Foto: junge Welt, 30.12.2016 |
Arbeitskampf für höheren Mindestlohn in der
Textilbranche des Landes vorläufig beendet. Staat auf seiten der Unternehmen
Seit dem
26. Dezember wird in Ashulia wieder »normal« gearbeitet. Doch die große
Streikaktion, die kurz vor dem Jahreswechsel das durch zahlreiche
Textilfabriken geprägte Viertel am Rande von Bangladeschs Hauptstadt Dhaka
erschütterte, wird noch eine ganze Weile nachwirken. Anfangs waren einige
tausend Beschäftigte im Ausstand, zum Schluss beteiligten sich einigen Quellen
zufolge bis zu 150.000 Menschen an den Arbeitskämpfen. Fast zwei Wochen
dauerten die Protestaktionen. Erst Polizeigewalt, die Verhaftung mehrerer
Anführer sowie die Drohungen anwesender Spitzenpolitiker – darunter zwei
Minister – brachten die Streikenden zurück an ihre Arbeitsplätze.
Zentrale
Forderung der Streikenden war eine deutliche Anhebung des Mindestlohns. 15.000
Taka monatlich, umgerechnet 180 Euro, fordern die Arbeiterinnen und Arbeiter
der Branche, von denen knapp drei Viertel weiblich und zumeist unter 30 Jahre
alt sind. In Ashulia sind bisher 7.000 Taka das »übliche« Entgelt für sie. Der
generell geltende Mindestlohn in der Textilindustrie beträgt sogar nur 5.300
Taka. Dessen letzte Anhebung liegt bereits drei Jahre zurück. Und während die
Lebenshaltungskosten weiter steigen, stagnieren die Einkünfte gerade in jenem
Sektor, der das Rückgrat der Wirtschaft Bangladeschs darstellt.
Das
Besondere am jüngsten Streik war, dass er anscheinend spontan begann und sich
schnell ausweitete. Selbst die Gewerkschaften schienen von den Entwicklungen
überrascht. Ausgangspunkt der Proteste war offenbar die Fabrik der Firma Windy
Apparels Limited. Dort hatten am am 11. und 12. Dezember Beschäftigte einen
Forderungskatalog mit zwölf Punkten an das Management übergeben. Auch darin war
die Mindestlohnerhöhung zentrales Element. Im weiteren Verlauf der damit
begonnenen Auseinandersetzung kam es zu Arbeitsniederlegungen. Spätestens als
die Firmenleitung 120 Aktivisten feuerte, griff der Streik auf angrenzende
Betriebe über, deren Beschäftigte sich mit ihren Kolleginnen und Kollegen
solidarisierten. Die Belegschaften von rund 30 Fertigungsstätten waren
schließlich an den Aktionen beteiligt. Am Ende verkündete der Chef des
industriellen Dachverbandes BGMEA, Siddiqur Rahman, die Wiederaufnahme der
Arbeit in 59 Betrieben.

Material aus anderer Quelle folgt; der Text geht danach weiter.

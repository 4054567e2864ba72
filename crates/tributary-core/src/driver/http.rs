// Copyright (C) 2025 SyncMyOrders Sp. z o.o.
// SPDX-License-Identifier: AGPL-3.0-or-later
//! HTTP driver: the reference way of reaching an SDK.

use std::time::Duration;

use chrono::Utc;
use tracing::{debug, instrument, warn};
use tributary_http::retry::RetryWindow;
use tributary_http::stream::{STREAM_STATUS, body_value};
use tributary_http::{
    HttpClient, HttpError, MAX_FUNCTION_TIMEOUT, Request, StreamError, StreamResponse, headers,
    parse_retry_at, should_retry, sign,
};

use super::{DriverError, DriverRequest, DriverResponse, Outcome};
use crate::ids::RunId;
use crate::opcode::{UserError, parse_opcodes};

/// HTTP driver settings.
#[derive(Debug, Clone, Default)]
pub struct HttpDriverConfig {
    /// HMAC key for `X-Inngest-Signature`. Empty disables signing.
    pub signing_key: Vec<u8>,
    /// Bounds applied to `retry-after` values.
    pub retry_window: RetryWindow,
}

#[derive(Debug, Clone)]
pub struct HttpDriver {
    client: HttpClient,
    config: HttpDriverConfig,
}

impl HttpDriver {
    pub fn new(client: HttpClient, config: HttpDriverConfig) -> Self {
        Self { client, config }
    }

    pub fn client(&self) -> &HttpClient {
        &self.client
    }

    #[instrument(skip(self, request), fields(run_id = %request.run_id(), step_id = %request.query_step_id()))]
    pub async fn execute(&self, request: &DriverRequest) -> Result<DriverResponse, DriverError> {
        let mut url = request.url.clone();
        url.query_pairs_mut()
            .append_pair("stepId", request.query_step_id());

        let body =
            serde_json::to_vec(&request.payload).map_err(|e| DriverError::Encode(e.to_string()))?;
        let run_id = request.run_id();

        let mut outbound = Request::post(url)
            .json_body(body)
            .header(headers::RUN_ID, &run_id.to_string())
            .header(
                headers::REQUEST_VERSION,
                &request.payload.version.to_string(),
            )
            .header(headers::ACCOUNT_ID, &request.tenant.account_id.to_string())
            .header(headers::ENV, &request.env)
            .header(headers::TRACEPARENT, &traceparent(&run_id));
        if let Some(signature) = sign(&self.config.signing_key, &outbound.body, Utc::now()) {
            outbound = outbound.header(headers::SIGNATURE, &signature);
        }
        let timeout = request
            .timeout
            .map_or(MAX_FUNCTION_TIMEOUT, |t| t.min(MAX_FUNCTION_TIMEOUT));
        outbound = outbound.timeout(timeout);

        let response = match self.client.send(outbound).await {
            Ok(response) => response,
            Err(HttpError::BodyTooLarge { limit, .. }) => {
                warn!(limit, "SDK response exceeded the output limit");
                return Err(DriverError::OutputTooLarge { limit });
            }
            Err(e) => {
                debug!(error = %e, "SDK request failed");
                return Err(DriverError::Http(e));
            }
        };

        let reply = Reply {
            status: response.status.as_u16(),
            body: response.body.clone(),
            sdk: response.header(headers::SDK).map(str::to_string),
            no_retry: response.header(headers::NO_RETRY).map(str::to_string),
            retry_after: response.header(headers::RETRY_AFTER).map(str::to_string),
            request_version: response.header(headers::REQUEST_VERSION).map(str::to_string),
            stream_no_retry: false,
        };
        let mut normalized = normalize(reply, self.config.retry_window)?;
        normalized.duration = response.duration;
        Ok(normalized)
    }
}

/// Raw pieces of an SDK reply, before classification.
#[derive(Debug, Clone, Default)]
pub(crate) struct Reply {
    pub status: u16,
    pub body: Vec<u8>,
    pub sdk: Option<String>,
    pub no_retry: Option<String>,
    pub retry_after: Option<String>,
    pub request_version: Option<String>,
    pub stream_no_retry: bool,
}

impl Reply {
    /// Replace a 201 envelope with the response it carries. Headers inside
    /// the envelope win over the outer ones.
    fn unstream(self) -> Result<Self, DriverError> {
        let stream = StreamResponse::parse(&self.body).map_err(|e| match e {
            StreamError::MalformedStream => DriverError::MalformedStream(e.to_string()),
            StreamError::Invalid(inner) => DriverError::MalformedStream(inner.to_string()),
        })?;
        let header = |name: &str, outer: Option<String>| {
            stream.header(name).map(str::to_string).or(outer)
        };
        Ok(Self {
            status: stream.status,
            sdk: header(headers::SDK, self.sdk),
            no_retry: header(headers::NO_RETRY, self.no_retry),
            retry_after: stream
                .retry_at
                .clone()
                .or_else(|| header(headers::RETRY_AFTER, self.retry_after)),
            request_version: header(headers::REQUEST_VERSION, self.request_version),
            stream_no_retry: stream.no_retry,
            body: stream.body,
        })
    }
}

/// Turn a raw reply into a [`DriverResponse`].
pub(crate) fn normalize(reply: Reply, window: RetryWindow) -> Result<DriverResponse, DriverError> {
    let reply = if reply.status == STREAM_STATUS {
        reply.unstream()?
    } else {
        reply
    };

    let outcome = match reply.status {
        200 => {
            if reply.sdk.is_none() {
                return Err(DriverError::NotSdkResponse { status: 200 });
            }
            Outcome::Complete(body_value(&reply.body))
        }
        206 => Outcome::Opcodes(parse_opcodes(&reply.body)?),
        status => {
            let body = body_value(&reply.body);
            let error = UserError::from_body(&body, &format!("HTTP {} from SDK", status));
            let header_retry = should_retry(status, reply.no_retry.as_deref(), reply.sdk.as_deref());
            let retryable = header_retry && !reply.stream_no_retry && !error.is_non_retriable();
            let retry_at = reply
                .retry_after
                .as_deref()
                .and_then(|v| parse_retry_at(v, Utc::now(), window).ok());
            Outcome::Error {
                status,
                error,
                retryable,
                retry_at,
            }
        }
    };

    Ok(DriverResponse {
        outcome,
        sdk: reply.sdk,
        request_version: reply.request_version.and_then(|v| v.trim().parse().ok()),
        duration: Duration::ZERO,
    })
}

/// W3C `traceparent` whose trace ID is the run ID.
fn traceparent(run_id: &RunId) -> String {
    let trace = hex::encode(run_id.0.to_bytes());
    let span = hex::encode(rand::random::<[u8; 8]>());
    format!("00-{}-{}-01", trace, span)
}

So viele waren es, weil einige weitere Firmen die
Produktion vorübergehend eingestellt und ihre Mitarbeiter ausgesperrt hatten.
Das
Unternehmen Windy Apparels kann als Beispiel dafür stehen, mit welchen Methoden
ein Großteil der Branche arbeitet. Der Arbeitskonflikt entzündete sich nämlich
zumindest mittelbar auch an einem Todesfall, der sich bereits zwei Monate zuvor
ereignet hatte. Am 13. Oktober hatte sich die 23jährige Näherin Tasleema Aktar
nur mit Mühe an ihren Arbeitsplatz schleppen können. Die junge Frau war zu diesem
Zeitpunkt bereits zwei Wochen lang krank und hatte Fieber. Ein Dilemma für sie,
denn ihr war sehr wohl bekannt, dass bereits ein Fehltag genügen kann, um den
Job zu verlieren. Deshalb war sie auch an jenem verhängnisvollen Tag in der
Fabrik erschienen, und ihr Vorgesetzter gestattete ihr nicht einmal, verkürzt
zu arbeiten. Als die Frau wenig später zusammenbrach und in die
Betriebskrankenstation gebracht wurde, schickte man sie von dort wieder zurück.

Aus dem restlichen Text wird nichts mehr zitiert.